Ya saliendo del Casco Antiguo de la ciudad, es bonito pasear por la Calle Eduardo Dato, el paseo más importante de Vitoria y la calle comercial de la ciudad. En ella, encontraremos múltiples bares y tiendas, y una famosa estatua llamada “el caminante”, un símbolo de la ciudad. Se trata de una estatua de bronce de 3,5 metros de altura con forma de hombre extremadamente delgado y alto. Representa a una persona que llegó andando a la ciudad y le gustó tanto que decidió quedarse.

Si continuamos caminando, llegaremos al Paseo de Fray Francisco, una calle repleta de enormes palacios que llamarán tu atención.
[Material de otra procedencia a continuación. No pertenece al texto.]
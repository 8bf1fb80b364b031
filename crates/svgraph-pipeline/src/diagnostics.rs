//! Pipeline diagnostics: timing and counts for each stage.
//!
//! [`process_with_diagnostics`] runs the same stages as
//! [`crate::process`] and records how long each took along with the
//! numbers that matter for that stage.
//!
//! Time is read through the [`Clock`] trait so this crate stays free of
//! platform time APIs; the CLI supplies a `std::time::Instant` clock.
//!
//! Durations are serialized as fractional seconds (`f64`) for JSON
//! compatibility, since `std::time::Duration` does not implement serde
//! traits.

use std::time::Duration;

use serde::{Deserialize, Serialize};

use crate::bounds::Bounds;
use crate::layout::{ChartLayout, Frame};
use crate::types::{ChartConfig, ChartError, Sample};
use crate::{marker, normalize, samples, smooth};

/// Source of timestamps for stage timing.
pub trait Clock {
    /// Opaque timestamp type.
    type Instant;

    /// Capture the current time.
    fn now(&self) -> Self::Instant;

    /// Time elapsed since `since`.
    fn elapsed(&self, since: &Self::Instant) -> Duration;
}

/// Serde support for `std::time::Duration` as fractional seconds.
mod duration_serde {
    use std::time::Duration;

    use serde::{Deserialize, Deserializer, Serialize, Serializer};

    /// Serialize a `Duration` as fractional seconds (`f64`).
    pub fn serialize<S: Serializer>(duration: &Duration, serializer: S) -> Result<S::Ok, S::Error> {
        duration.as_secs_f64().serialize(serializer)
    }

    /// Deserialize a `Duration` from fractional seconds (`f64`).
    pub fn deserialize<'de, D: Deserializer<'de>>(deserializer: D) -> Result<Duration, D::Error> {
        let secs = f64::deserialize(deserializer)?;
        Duration::try_from_secs_f64(secs).map_err(|_| {
            serde::de::Error::custom(
                "duration seconds must be finite, non-negative, and representable as a Duration",
            )
        })
    }
}

/// Diagnostics collected from a single pipeline run.
#[derive(Debug, Clone, Serialize, Deserialize)]
pub struct PipelineDiagnostics {
    /// Stage 1+2: validation and x-ordering.
    pub sort: StageDiagnostics,
    /// Stage 3: bounds.
    pub bounds: StageDiagnostics,
    /// Stage 4: scale factor.
    pub scale: StageDiagnostics,
    /// Stage 5: normalization into drawing space.
    pub normalize: StageDiagnostics,
    /// Stages 6+7: curve path and markers.
    pub curve: StageDiagnostics,
    /// Total wall-clock duration of the entire pipeline (seconds).
    #[serde(with = "duration_serde")]
    pub total_duration: Duration,
    /// Summary across all stages.
    pub summary: PipelineSummary,
}

/// Diagnostics for a single pipeline stage.
#[derive(Debug, Clone, Serialize, Deserialize)]
pub struct StageDiagnostics {
    /// Wall-clock duration of this stage (seconds).
    #[serde(with = "duration_serde")]
    pub duration: Duration,
    /// Stage-specific metrics.
    pub metrics: StageMetrics,
}

/// Stage-specific metrics.
#[derive(Debug, Clone, Serialize, Deserialize)]
pub enum StageMetrics {
    /// Validation and ordering.
    Sort {
        /// Number of input samples.
        sample_count: usize,
        /// Whether the input already was in x-ascending order.
        already_sorted: bool,
    },
    /// Bounds computation.
    Bounds {
        /// The computed bounds.
        bounds: Bounds,
    },
    /// Scale factor computation.
    Scale {
        /// Whether scaling was requested.
        scaled: bool,
        /// Container width, if any.
        container_width: Option<f64>,
        /// Resulting factor.
        factor: f64,
    },
    /// Normalization.
    Normalize {
        /// Number of normalized points.
        point_count: usize,
        /// Margin used.
        margin: f64,
    },
    /// Curve building.
    Curve {
        /// Smoothing coefficient used.
        smoothing: f64,
        /// Number of cubic segments.
        segment_count: usize,
        /// Length of the rendered path data in bytes.
        path_data_len: usize,
    },
}

/// High-level summary for the entire run.
#[derive(Debug, Clone, Serialize, Deserialize)]
pub struct PipelineSummary {
    /// Number of input samples.
    pub sample_count: usize,
    /// Number of cubic segments in the output path.
    pub segment_count: usize,
    /// Output document width in pixels.
    pub width: f64,
    /// Output document height in pixels.
    pub height: f64,
}

/// Run the pipeline, timing each stage.
///
/// Produces the same [`ChartLayout`] and the same `debug` events as
/// [`crate::process`].
///
/// # Errors
///
/// Same as [`crate::process`].
pub fn process_with_diagnostics<C: Clock>(
    input: &[Sample],
    config: &ChartConfig,
    clock: &C,
) -> Result<(ChartLayout, PipelineDiagnostics), ChartError> {
    let total_start = clock.now();

    let start = clock.now();
    config.validate()?;
    samples::validate(input)?;
    let already_sorted = input.windows(2).all(|w| w[0].x <= w[1].x);
    let sorted = samples::sorted_by_x(input);
    let sort = StageDiagnostics {
        duration: clock.elapsed(&start),
        metrics: StageMetrics::Sort {
            sample_count: sorted.len(),
            already_sorted,
        },
    };

    let start = clock.now();
    let bounds = Bounds::from_samples(&sorted);
    let bounds_diag = StageDiagnostics {
        duration: clock.elapsed(&start),
        metrics: StageMetrics::Bounds { bounds },
    };

    let start = clock.now();
    let scale = normalize::scale_factor(
        &bounds,
        config.margin,
        config.scaled,
        config.container_width,
    );
    let scale_diag = StageDiagnostics {
        duration: clock.elapsed(&start),
        metrics: StageMetrics::Scale {
            scaled: config.scaled,
            container_width: config.container_width,
            factor: scale,
        },
    };

    crate::log_extent(sorted.len(), &bounds, scale);

    let start = clock.now();
    let points = normalize::normalize_points(&sorted, &bounds, scale, config.margin);
    let normalize_diag = StageDiagnostics {
        duration: clock.elapsed(&start),
        metrics: StageMetrics::Normalize {
            point_count: points.len(),
            margin: config.margin,
        },
    };

    let start = clock.now();
    let path = smooth::build_curve_path(&points, config.smoothing);
    let markers = marker::markers_for(&points);
    let curve = StageDiagnostics {
        duration: clock.elapsed(&start),
        metrics: StageMetrics::Curve {
            smoothing: config.smoothing,
            segment_count: path.segment_count(),
            path_data_len: path.to_string().len(),
        },
    };

    let frame = Frame::new(&bounds, scale, config.margin);
    crate::log_layout(&path, &frame);
    let summary = PipelineSummary {
        sample_count: sorted.len(),
        segment_count: path.segment_count(),
        width: frame.dimensions.width,
        height: frame.dimensions.height,
    };

    let layout = ChartLayout {
        bounds,
        scale,
        margin: config.margin,
        points,
        path,
        markers,
        frame,
    };
    let diagnostics = PipelineDiagnostics {
        sort,
        bounds: bounds_diag,
        scale: scale_diag,
        normalize: normalize_diag,
        curve,
        total_duration: clock.elapsed(&total_start),
        summary,
    };

    Ok((layout, diagnostics))
}

impl PipelineDiagnostics {
    /// Format diagnostics as a human-readable report.
    #[must_use]
    pub fn report(&self) -> String {
        let mut lines = Vec::new();

        lines.push(format!("Pipeline Diagnostics Report\n{}", "=".repeat(60)));
        lines.push(format!(
            "Chart: {} samples, {}x{} px",
            self.summary.sample_count, self.summary.width, self.summary.height,
        ));
        lines.push(format!(
            "Total duration: {:.3}ms",
            duration_ms(self.total_duration),
        ));
        lines.push(String::new());

        lines.push(format!(
            "{:<16} {:>10} {:>10}  {}",
            "Stage", "Duration", "% Total", "Details"
        ));
        lines.push("-".repeat(72));

        let total_ms = duration_ms(self.total_duration);
        let stages = [
            ("Sort", &self.sort),
            ("Bounds", &self.bounds),
            ("Scale", &self.scale),
            ("Normalize", &self.normalize),
            ("Curve", &self.curve),
        ];

        for (name, diag) in stages {
            let ms = duration_ms(diag.duration);
            let pct = if total_ms > 0.0 {
                ms / total_ms * 100.0
            } else {
                0.0
            };
            let details = format_metrics(&diag.metrics);
            lines.push(format!("{name:<16} {ms:>8.3}ms {pct:>9.1}%  {details}"));
        }

        lines.push(String::new());
        lines.push(format!("Segments: {}", self.summary.segment_count));

        lines.join("\n")
    }
}

/// Convert a `Duration` to milliseconds as `f64`.
fn duration_ms(d: Duration) -> f64 {
    d.as_secs_f64() * 1000.0
}

/// Format stage metrics into a compact detail string.
fn format_metrics(metrics: &StageMetrics) -> String {
    match metrics {
        StageMetrics::Sort {
            sample_count,
            already_sorted,
        } => {
            let order = if *already_sorted { "in order" } else { "reordered" };
            format!("{sample_count} samples ({order})")
        }
        StageMetrics::Bounds { bounds } => format!(
            "x=[{}, {}] y=[{}, {}]",
            bounds.x_min, bounds.x_max, bounds.y_min, bounds.y_max,
        ),
        StageMetrics::Scale {
            scaled,
            container_width,
            factor,
        } => match container_width {
            Some(width) if *scaled => format!("x{factor:.2} (container {width}px)"),
            _ => format!("x{factor:.2}"),
        },
        StageMetrics::Normalize {
            point_count,
            margin,
        } => format!("{point_count} pts, margin={margin}"),
        StageMetrics::Curve {
            smoothing,
            segment_count,
            path_data_len,
        } => format!("s={smoothing:.2} {segment_count} segments, {path_data_len} bytes"),
    }
}

#[cfg(test)]
#[allow(clippy::unwrap_used)]
mod tests {
    use std::cell::Cell;
    use std::fmt;
    use std::sync::{Arc, Mutex};

    use tracing::field::{Field, Visit};
    use tracing::{Event, Subscriber};
    use tracing_subscriber::layer::{Context, Layer, SubscriberExt};

    use super::*;

    /// Collects the message of every event it sees.
    #[derive(Clone, Default)]
    struct Messages(Arc<Mutex<Vec<String>>>);

    impl Messages {
        fn take(&self) -> Vec<String> {
            std::mem::take(&mut *self.0.lock().unwrap())
        }
    }

    struct MessageVisitor<'a>(&'a mut Vec<String>);

    impl Visit for MessageVisitor<'_> {
        fn record_debug(&mut self, field: &Field, value: &dyn fmt::Debug) {
            if field.name() == "message" {
                self.0.push(format!("{value:?}"));
            }
        }
    }

    impl<S: Subscriber> Layer<S> for Messages {
        fn on_event(&self, event: &Event<'_>, _ctx: Context<'_, S>) {
            let mut messages = self.0.lock().unwrap();
            event.record(&mut MessageVisitor(&mut messages));
        }
    }

    /// Deterministic clock: every reading advances by one millisecond.
    struct StepClock(Cell<u64>);

    impl Clock for StepClock {
        type Instant = u64;

        fn now(&self) -> u64 {
            let t = self.0.get();
            self.0.set(t + 1);
            t
        }

        fn elapsed(&self, since: &u64) -> Duration {
            Duration::from_millis(self.now() - since)
        }
    }

    fn samples() -> Vec<Sample> {
        vec![
            Sample::new(0.0, 280.0),
            Sample::new(40.0, 50.0),
            Sample::new(10.0, 80.0),
        ]
    }

    #[test]
    fn duration_ms_converts_correctly() {
        let d = Duration::from_millis(1234);
        let ms = duration_ms(d);
        assert!((ms - 1234.0).abs() < 0.01);
    }

    #[test]
    fn layout_matches_process() {
        let config = ChartConfig::default();
        let clock = StepClock(Cell::new(0));
        let (layout, _) = process_with_diagnostics(&samples(), &config, &clock).unwrap();
        assert_eq!(layout, crate::process(&samples(), &config).unwrap());
    }

    #[test]
    fn metrics_reflect_input() {
        let clock = StepClock(Cell::new(0));
        let (_, diag) =
            process_with_diagnostics(&samples(), &ChartConfig::default(), &clock).unwrap();
        assert!(matches!(
            diag.sort.metrics,
            StageMetrics::Sort {
                sample_count: 3,
                already_sorted: false,
            }
        ));
        assert!(matches!(
            diag.curve.metrics,
            StageMetrics::Curve {
                segment_count: 2,
                ..
            }
        ));
        assert_eq!(diag.summary.sample_count, 3);
        assert!((diag.summary.width - 120.0).abs() < 1e-10);
        assert!((diag.summary.height - 320.0).abs() < 1e-10);
        assert!(diag.total_duration >= diag.curve.duration);
    }

    #[test]
    fn stage_events_match_process() {
        let messages = Messages::default();
        let subscriber = tracing_subscriber::registry().with(messages.clone());
        let config = ChartConfig::default();

        tracing::subscriber::with_default(subscriber, || {
            crate::process(&samples(), &config).unwrap();
            let from_process = messages.take();

            let clock = StepClock(Cell::new(0));
            process_with_diagnostics(&samples(), &config, &clock).unwrap();
            let from_diagnostics = messages.take();

            for expected in ["chart extent computed", "chart layout built"] {
                assert!(
                    from_diagnostics.iter().any(|m| m == expected),
                    "missing {expected:?} in {from_diagnostics:?}",
                );
            }
            let stage = |all: Vec<String>| -> Vec<String> {
                all.into_iter().filter(|m| m.starts_with("chart ")).collect()
            };
            assert_eq!(stage(from_process), stage(from_diagnostics));
        });
    }

    #[test]
    fn errors_propagate() {
        let clock = StepClock(Cell::new(0));
        let result = process_with_diagnostics(
            &[Sample::new(f64::NAN, 0.0)],
            &ChartConfig::default(),
            &clock,
        );
        assert!(matches!(result, Err(ChartError::NonFiniteSample { .. })));
    }

    #[test]
    fn report_lists_every_stage() {
        let clock = StepClock(Cell::new(0));
        let (_, diag) =
            process_with_diagnostics(&samples(), &ChartConfig::default(), &clock).unwrap();
        let report = diag.report();
        assert!(report.contains("Pipeline Diagnostics Report"));
        for stage in ["Sort", "Bounds", "Scale", "Normalize", "Curve"] {
            assert!(report.contains(stage), "report is missing {stage}");
        }
        assert!(report.contains("reordered"));
    }

    #[test]
    fn diagnostics_serialize_durations_as_seconds() {
        let clock = StepClock(Cell::new(0));
        let (_, diag) =
            process_with_diagnostics(&samples(), &ChartConfig::default(), &clock).unwrap();
        let json: serde_json::Value = serde_json::to_value(&diag).unwrap();
        assert_eq!(json["sort"]["duration"], 0.001);
        assert_eq!(json["summary"]["segment_count"], 2);
    }
}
Entre los edificio más destacables, encontramos el Palacio Ajuria Enea, considerado como la Casa Blanca vasca, ya que desde 1980 es la residencia del presidente del País Vasco. Dicho Palacio ha sido definido como el ejemplo perfecto de arquitectura neo-vasca. Y, aunque no entiendas de arquitectura, este Palacio no te dejará indiferente.

Justo en frente del Palacio, encontramos el Museo de Bellas Artes de Vitoria. El edificio es una de las mansiones más impresionantes de Vitoria y contiene una hermosa colección de arte español de los siglos XVIII y XIX.
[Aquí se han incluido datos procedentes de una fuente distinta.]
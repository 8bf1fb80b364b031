//! Data-space extent of a sample set.

use serde::{Deserialize, Serialize};

use crate::types::Sample;

/// Minimum and maximum sample values on each axis.
///
/// Every sample satisfies `x_min <= x <= x_max` and
/// `y_min <= y <= y_max`.
#[derive(Debug, Clone, Copy, Default, PartialEq, Serialize, Deserialize)]
pub struct Bounds {
    /// Smallest `x`.
    pub x_min: f64,
    /// Largest `x`.
    pub x_max: f64,
    /// Smallest `y`.
    pub y_min: f64,
    /// Largest `y`.
    pub y_max: f64,
}

impl Bounds {
    /// Compute bounds in a single pass.
    ///
    /// All four fields are seeded from the first sample, so a single
    /// sample collapses to `min == max` on both axes and all-negative or
    /// all-positive data keeps its true extent. An empty slice yields
    /// all-zero bounds.
    #[must_use]
    pub fn from_samples(samples: &[Sample]) -> Self {
        let Some((first, rest)) = samples.split_first() else {
            return Self::default();
        };

        let mut bounds = Self {
            x_min: first.x,
            x_max: first.x,
            y_min: first.y,
            y_max: first.y,
        };
        for s in rest {
            if s.x < bounds.x_min {
                bounds.x_min = s.x;
            }
            if s.x > bounds.x_max {
                bounds.x_max = s.x;
            }
            if s.y < bounds.y_min {
                bounds.y_min = s.y;
            }
            if s.y > bounds.y_max {
                bounds.y_max = s.y;
            }
        }
        bounds
    }
}

#[cfg(test)]
mod tests {
    use super::*;

    fn s(x: f64, y: f64) -> Sample {
        Sample::new(x, y)
    }

    #[test]
    fn empty_is_zero() {
        assert_eq!(Bounds::from_samples(&[]), Bounds::default());
    }

    #[test]
    fn single_sample_collapses() {
        let b = Bounds::from_samples(&[s(7.0, -3.0)]);
        assert!((b.x_min - 7.0).abs() < f64::EPSILON);
        assert!((b.x_max - 7.0).abs() < f64::EPSILON);
        assert!((b.y_min + 3.0).abs() < f64::EPSILON);
        assert!((b.y_max + 3.0).abs() < f64::EPSILON);
    }

    #[test]
    fn positive_minimum_is_not_pinned_to_zero() {
        let b = Bounds::from_samples(&[s(5.0, 12.0), s(9.0, 4.0), s(6.0, 30.0)]);
        assert!((b.x_min - 5.0).abs() < f64::EPSILON);
        assert!((b.y_min - 4.0).abs() < f64::EPSILON);
        assert!((b.x_max - 9.0).abs() < f64::EPSILON);
        assert!((b.y_max - 30.0).abs() < f64::EPSILON);
    }

    #[test]
    fn negative_values() {
        let b = Bounds::from_samples(&[s(-10.0, -1.0), s(-20.0, -5.0)]);
        assert!((b.x_min + 20.0).abs() < f64::EPSILON);
        assert!((b.x_max + 10.0).abs() < f64::EPSILON);
        assert!((b.y_min + 5.0).abs() < f64::EPSILON);
        assert!((b.y_max + 1.0).abs() < f64::EPSILON);
    }

    #[test]
    fn every_sample_is_inside() {
        let samples = [
            s(0.0, 280.0),
            s(10.0, 80.0),
            s(40.0, 50.0),
            s(150.0, 160.0),
            s(380.0, 10.0),
        ];
        let b = Bounds::from_samples(&samples);
        for p in &samples {
            assert!(b.x_min <= p.x && p.x <= b.x_max);
            assert!(b.y_min <= p.y && p.y <= b.y_max);
        }
    }
}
Haber visto estos dos edificios no quiere decir haber recorrido la calle y, creerme, vale la pena. Así que aunque destaque dos edificios que, a mi gusto, son los más impresionantes, no dejes de pasear por dichas preciosas calles admirando todo tipo de palacios a tu alrededor.

Ya se hace tarde y hay que volver a casa, así que nos dirigimos de vuelta al coche para volver a Barcelona.

Aunque Vitoria es una ciudad más bonita para vivir que para visitar, ¡no quiere decir que no haya que visitarla! A mí me encantó y creo que vale la pena hacer una parada en Vitoria si vas a visitar el País Vasco. 

Los días que dediques a cada ciudad, y en cuáles dormir, depende del tiempo del qué dispongas. Por ese motivo, no he marcado exactamente donde dormiría pero los tiempos recomendados serían:

  • 1 día para el viaje y Pamplona
  • 1 día para Francia: Hendaya, St. Jean de Luz y Biarritz
  • 2 días para Hondarribia, Zarautz y San Sebastián
  • 1 día para Bilbao
  • 1 día para Vitoria y el viaje

Cuando organizas un viaje siempre piensas en coger un avión e irte al lugar más lejano que puedas y, aunque es una idea perfecta para desconectar, no te olvides visitar todas las ciudades y pueblos que tienes alrededor, ¡te sorprenderán!

Una gran escapada con la mejor compañía.